A survey conducted in June by Women’s Aid found that the cost of living crisis was creating extra barriers to women fleeing abuse – 73 per cent of women living with and having financial links to their abuser say that the cost of living crisis has either prevented them from leaving or made it harder for them to leave.

Reasons women were unable to flee included being unable to afford ongoing living costs on a single income (69 per cent), the immediate costs of leaving (67 per cent), getting into debt (52 per cent), not being able to support their children, (50 per cent) or fear that benefits would not cover increased living costs (48 per cent).

Ms Nazeer said: “Women’s Aid surveyed women who have experienced domestic abuse in the past year and the majority (96 per cent) said the crisis had a negative impact on their financial situation.

“We know that domestic abuse and economic abuse go hand in hand with abusers often controlling every aspect of a woman’s life. The soaring energy and food costs, coupled with stagnant wages, will leave many women more vulnerable to abuse.

“Women have told us that they are being trapped because of their dire financial situation, two thirds (66 per cent) of survivors told us that abusers are now using the cost of living increase and concerns about financial hardship as a tool for coercive control. Women who live with their abuser are often financially dependent on them.”

Women’s Aid said economic abuse creates an “uneven financial playing field” and adds to the pressures that survivors face.

It added: “Women living with their abuser are often financially dependent on them too. In our survey, 27 per cent of women in this group told us they had limited or no access to money, due to limits imposed by the abuser.

“Economic abuse, along with increased financial hardship as a result of the cost of living crisis, means it is even harder for women to leave, recover and rebuild their lives after abuse.”

Dr Nicola Sharp-Jeffs OBE, founder and chief executive officer of Surviving Economic Abuse (SEA), said: “It is impossible to separate physical safety from economic safety. A lack of financial stability prevents women from leaving an abuser, it prevents women who do manage to leave from rebuilding their lives safely and it is why many feel they have no choice but to return. The cost of living crisis will only force more victims into these dangerous situations.

“We saw how the coronavirus pandemic provided another tool for abuse. Abusers used the situation to their advantage, establishing or increasing control over their partner’s finances and taking advantage of the financial instability caused by the worsening economic climate.

“This research shows the same is happening again. With the effects of the pandemic still ongoing, and the cost of living crisis yet to hit its peak, the compounded impact will be catastrophic for victim-survivors of economic abuse.”

Two-thirds of survivors who responded to the survey said abusers were now using the cost of living increase and concerns about financial hardship as “a tool for coercive control”. More than a fifth (21 per cent) said their abuser used the crisis to justify controlling their access to money, including reducing the money they were given for essential items.
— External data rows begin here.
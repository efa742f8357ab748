//! Hybrid resolution: the model distills intent, vector search picks the agent
//!
//! The model reply is not parsed. It is handed to a
//! [`ModelToVectorQueryConverter`] together with the caller's context, and the
//! resulting query runs against the same filtered candidate set the prompt
//! listed.

use crate::error::ResolverResult;
use crate::llm::{DefaultModelPromptProvider, ModelClient, ModelPromptProvider};
use crate::protocol::{Context, UserMessage};
use crate::registry::{AgentRoutingSpec, AgentRoutingSpecsProvider, SpecFilter};
use crate::resolve_span;
use crate::result::ResultExt;
use crate::routing::query::{ModelToVectorQueryConverter, NoOpModelToVectorQueryConverter};
use crate::routing::resolver::{ask_model, find_spec, AgentRoutingSpecsResolver};
use crate::vector::VectorSearchClient;
use async_trait::async_trait;
use std::sync::Arc;
use tracing::{debug, error, info, Instrument};

pub struct HybridAgentRoutingSpecsResolver {
    provider: Arc<dyn AgentRoutingSpecsProvider>,
    model_client: Arc<dyn ModelClient>,
    prompt_provider: Arc<dyn ModelPromptProvider>,
    search_client: Arc<dyn VectorSearchClient>,
    query_converter: Arc<dyn ModelToVectorQueryConverter>,
}

impl HybridAgentRoutingSpecsResolver {
    /// Resolver with the default prompt and a pass-through query converter
    pub fn new(
        provider: Arc<dyn AgentRoutingSpecsProvider>,
        model_client: Arc<dyn ModelClient>,
        search_client: Arc<dyn VectorSearchClient>,
    ) -> Self {
        Self {
            provider,
            model_client,
            prompt_provider: Arc::new(DefaultModelPromptProvider::new()),
            search_client,
            query_converter: Arc::new(NoOpModelToVectorQueryConverter),
        }
    }

    pub fn with_prompt_provider(mut self, prompt_provider: Arc<dyn ModelPromptProvider>) -> Self {
        self.prompt_provider = prompt_provider;
        self
    }

    pub fn with_query_converter(
        mut self,
        query_converter: Arc<dyn ModelToVectorQueryConverter>,
    ) -> Self {
        self.query_converter = query_converter;
        self
    }

    async fn run(
        &self,
        filters: &[Box<dyn SpecFilter>],
        context: &Context,
        input: &UserMessage,
    ) -> ResolverResult<Option<AgentRoutingSpec>> {
        let (specs, reply) = ask_model(
            self.provider.as_ref(),
            self.prompt_provider.as_ref(),
            self.model_client.as_ref(),
            filters,
            context,
            input,
        )
        .await?;

        let request = self.query_converter.convert(&reply, context);
        debug!(query_len = request.query.len(), "Searching vectors with model reply");

        let found = self.search_client.find(&request, &specs).await?;
        Ok(found.and_then(|response| find_spec(&specs, &response.agent_name)))
    }
}

#[async_trait]
impl AgentRoutingSpecsResolver for HybridAgentRoutingSpecsResolver {
    async fn resolve_with_filters(
        &self,
        filters: &[Box<dyn SpecFilter>],
        context: &Context,
        input: &UserMessage,
    ) -> ResolverResult<Option<AgentRoutingSpec>> {
        let span = resolve_span!(strategy = "hybrid", filters = filters.len());
        async {
            let resolved = self
                .run(filters, context, input)
                .await
                .on_failure(|e| error!("Failed to resolve agent spec: {}", e.sanitized_message()))?;

            match &resolved {
                Some(spec) => info!(agent = %spec.name, "Agent resolved"),
                None => info!("No matching agent among candidates"),
            }
            Ok(resolved)
        }
        .instrument(span)
        .await
    }
}

#[cfg(test)]
mod tests {
    use super::*;
    use crate::error::ResolverError;
    use crate::protocol::ChatMessage;
    use crate::registry::{NameSpecFilter, SimpleAgentRoutingSpecsProvider};
    use crate::testing::{spec_named, LookupEmbeddingClient, MockModelClient};
    use crate::vector::{InMemoryVectorClient, VectorSearchClientRequest, VectorSeedClient, VectorSeedRequest};
    use std::sync::Mutex;

    async fn store() -> Arc<InMemoryVectorClient> {
        let embeddings = LookupEmbeddingClient::new()
            .with("buy phone", vec![1.0, 0.0])
            .with("order status", vec![0.0, 1.0])
            .with("customer wants to purchase a phone", vec![0.9, 0.1])
            .with("customer asks about an order", vec![0.1, 0.9]);
        let store = InMemoryVectorClient::new(Arc::new(embeddings));
        store
            .seed(&[
                VectorSeedRequest::new("offer-agent", "buy phone"),
                VectorSeedRequest::new("order-agent", "order status"),
            ])
            .await
            .unwrap();
        Arc::new(store)
    }

    fn provider() -> Arc<SimpleAgentRoutingSpecsProvider> {
        Arc::new(SimpleAgentRoutingSpecsProvider::with_specs([
            spec_named("offer-agent"),
            spec_named("order-agent"),
        ]))
    }

    /// Records what it was asked to convert
    #[derive(Default)]
    struct RecordingConverter {
        seen: Mutex<Vec<(String, Context)>>,
    }

    impl ModelToVectorQueryConverter for RecordingConverter {
        fn convert(&self, model_response: &str, context: &Context) -> VectorSearchClientRequest {
            self.seen
                .lock()
                .unwrap()
                .push((model_response.to_string(), context.clone()));
            VectorSearchClientRequest::new(model_response, context.clone())
        }
    }

    #[tokio::test]
    async fn test_model_reply_drives_vector_search() {
        let client = MockModelClient::single_response("customer wants to purchase a phone");
        let resolver = HybridAgentRoutingSpecsResolver::new(provider(), Arc::new(client), store().await);

        let spec = resolver
            .resolve(&Context::empty(), &UserMessage::new("I want to buy a new phone"))
            .await
            .unwrap();
        assert_eq!(spec.map(|s| s.name), Some("offer-agent".to_string()));
    }

    #[tokio::test]
    async fn test_filtered_path_uses_converter_with_original_context() {
        let converter = Arc::new(RecordingConverter::default());
        let client = MockModelClient::single_response("customer asks about an order");
        let resolver = HybridAgentRoutingSpecsResolver::new(provider(), Arc::new(client), store().await)
            .with_query_converter(converter.clone());

        let context = Context::new(vec![ChatMessage::user("Hi")]);
        let filters: Vec<Box<dyn SpecFilter>> = vec![Box::new(NameSpecFilter::new("order-agent"))];
        let spec = resolver
            .resolve_with_filters(&filters, &context, &UserMessage::new("Where is my order?"))
            .await
            .unwrap();

        assert_eq!(spec.map(|s| s.name), Some("order-agent".to_string()));
        let seen = converter.seen.lock().unwrap();
        assert_eq!(seen.len(), 1);
        assert_eq!(seen[0].0, "customer asks about an order");
        assert_eq!(seen[0].1, context);
    }

    #[tokio::test]
    async fn test_filters_restrict_vector_candidates() {
        let client = MockModelClient::single_response("customer wants to purchase a phone");
        let resolver = HybridAgentRoutingSpecsResolver::new(provider(), Arc::new(client), store().await);

        let filters: Vec<Box<dyn SpecFilter>> = vec![Box::new(NameSpecFilter::new("order-agent"))];
        let spec = resolver
            .resolve_with_filters(&filters, &Context::empty(), &UserMessage::new("buy"))
            .await
            .unwrap();
        // Only order-agent documents are ranked
        assert_eq!(spec.map(|s| s.name), Some("order-agent".to_string()));
    }

    #[tokio::test]
    async fn test_model_failure_is_wrapped() {
        let resolver = HybridAgentRoutingSpecsResolver::new(
            provider(),
            Arc::new(MockModelClient::with_failure()),
            store().await,
        );
        let error = resolver
            .resolve(&Context::empty(), &UserMessage::new("hello"))
            .await
            .unwrap_err();
        assert!(matches!(error, ResolverError::ModelClient(_)));
    }
}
Women also talked about ex-partners using the crisis to justify reducing child maintenance payments.

The survey found the crisis has further isolated survivors, with more than two-thirds (67 per cent) of survivors forced to spend more time at home because they were not able to afford outside activities.

“This crisis is having an unprecedented impact on women and children and requires urgent action,” said Ms Nazeer. While the Government has made some positive progress in this area, more must be done.

“We urge the Government to provide an emergency support fund for survivors to offset the impact of the cost of living crisis.

“Survivors have suffered enough, having been trapped in their homes during Covid: they must be offered the help they need to support their children and to be free from abuse.”